The present museum is made up of two sections: the Historical Old Fishing Harbour and Fisherman's Village. The indoor displays include items used in the fishing industry during the earlier part of the 20th century, the “Selkirk Collection” (a collection from the world famous angler and shark catcher), a variety of aquariums that display the sea life found around the Hermanus area, specifically the Intertidal Zone as well as a massive section on whales and whaling.
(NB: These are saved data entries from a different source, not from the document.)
//! taskctl-core — data model, error taxonomy, and configuration shared by every
//! other crate in the workspace.

pub mod config;
pub mod error;
pub mod types;

pub use config::Config;
pub use error::{Error, Result};
pub use types::*;
//! taskctl — a hierarchical multi-agent controller for terminal-based
//! engineering tasks.
//!
//! The public surface is [`perform_task`]: given a natural-language
//! instruction and a resolved [`Config`], it drives an Orchestrator to
//! completion and returns the final message plus run statistics. Everything
//! else in this crate (the action parser, the sandboxed executors, the hub,
//! the subagent/orchestrator turn loops) lives in `taskctl-core`,
//! `taskctl-sandbox`, `taskctl-llm`, and `taskctl-agent`; this crate only
//! wires them together.

pub mod error;

pub use error::{Result, TaskctlError};
pub use taskctl_agent::{OrchestratorOutcome, Stats};
pub use taskctl_core::Config;

use std::path::Path;

use taskctl_agent::hub::Hub;
use taskctl_agent::turnlog::TurnLogger;
use taskctl_llm::anthropic::AnthropicProvider;
use taskctl_llm::{LlmProvider, RetryPolicy};
use taskctl_sandbox::{SandboxExecutor, SearchManager};

/// Resolves configuration from the environment. The only fallible step at
/// this crate's edge — a missing key or unparsable float is a `Fatal`
/// config error surfaced before any agent loop starts.
pub fn resolve_config() -> Result<Config> {
    Config::from_env().map_err(TaskctlError::from)
}

/// Runs one top-level task to completion.
///
/// `temp_root` bounds where Explorer subagents may write scratch scripts via
/// `write_temp_script`; the benchmark harness supplies the container's
/// scratch directory here.
pub async fn perform_task(instruction: &str, config: Config, temp_root: &Path) -> OrchestratorOutcome {
    let provider = AnthropicProvider::new(config.api_key.clone(), config.api_base.clone());
    perform_task_with_provider(instruction, config, temp_root, &provider).await
}

/// Same as [`perform_task`] but takes an explicit [`LlmProvider`] — the seam
/// tests (and alternative model backends) hang off.
pub async fn perform_task_with_provider(
    instruction: &str,
    config: Config,
    temp_root: &Path,
    provider: &dyn LlmProvider,
) -> OrchestratorOutcome {
    let hub = Hub::new();
    let retry = RetryPolicy::from_config(&config);
    let sandbox = SandboxExecutor::from_config(&config);
    let search = SearchManager::new(config.search_result_limit);
    let turn_logger = TurnLogger::new(config.turn_log_dir.as_deref());

    taskctl_agent::run_orchestrator(instruction, &hub, provider, &retry, &sandbox, &search, &config, &turn_logger, temp_root)
        .await
}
Before the New Harbour was planned and built, the Old Harbour was the centre of activity in Hermanuspietersfontein. From as long ago as 1857 the Old Harbour sheltered fishing boats and even their owners at times. In 1970 the Old Harbour was declared a National Monument but was never again used as it had been in the past. This was mostly because of the sudden growth of Hermanus and the need for a larger harbour to house the influx of fishing, touring and leisure craft in the bay. When the Old Harbour was still in use the boats often had to wait outside the harbour itself, battling strong winds and stormy conditions before they were able to take refuge in the shelter of the cove. For over a century the dangerous task of docking the boats was a spectacle that both locals and visitors alike would gather to watch, as it took both skill and bravado to manoeuvre the craft in between swells before they could land their craft. Their catch would be gutted and sold right there, or carried to the above areas. The boats would need 8 to 16 men to carry to the same areas for storage and repairs.
The Old Harbour Museum includes an open-air museum, which is open 24 hours a day, that displays boats, the old sea wall, brine tanks and “bokkom” stands as well as the indoor museum. The cottage also houses a photographic exhibition of Old Hermanus which dates back as far as the end of the 19th Century and beginning of the 20th. These prints were created from glass negatives and were taken by the famous photographer T.D Ravenscroft, whose studio was in the Main Road.
It is also said that without the Old Harbour there wouldn't have been Hermanuspietersfontein, as this cove was the refuge for any and all passing boats. This small cove that has now become the birth place of the famous whale watching village of Hermanus.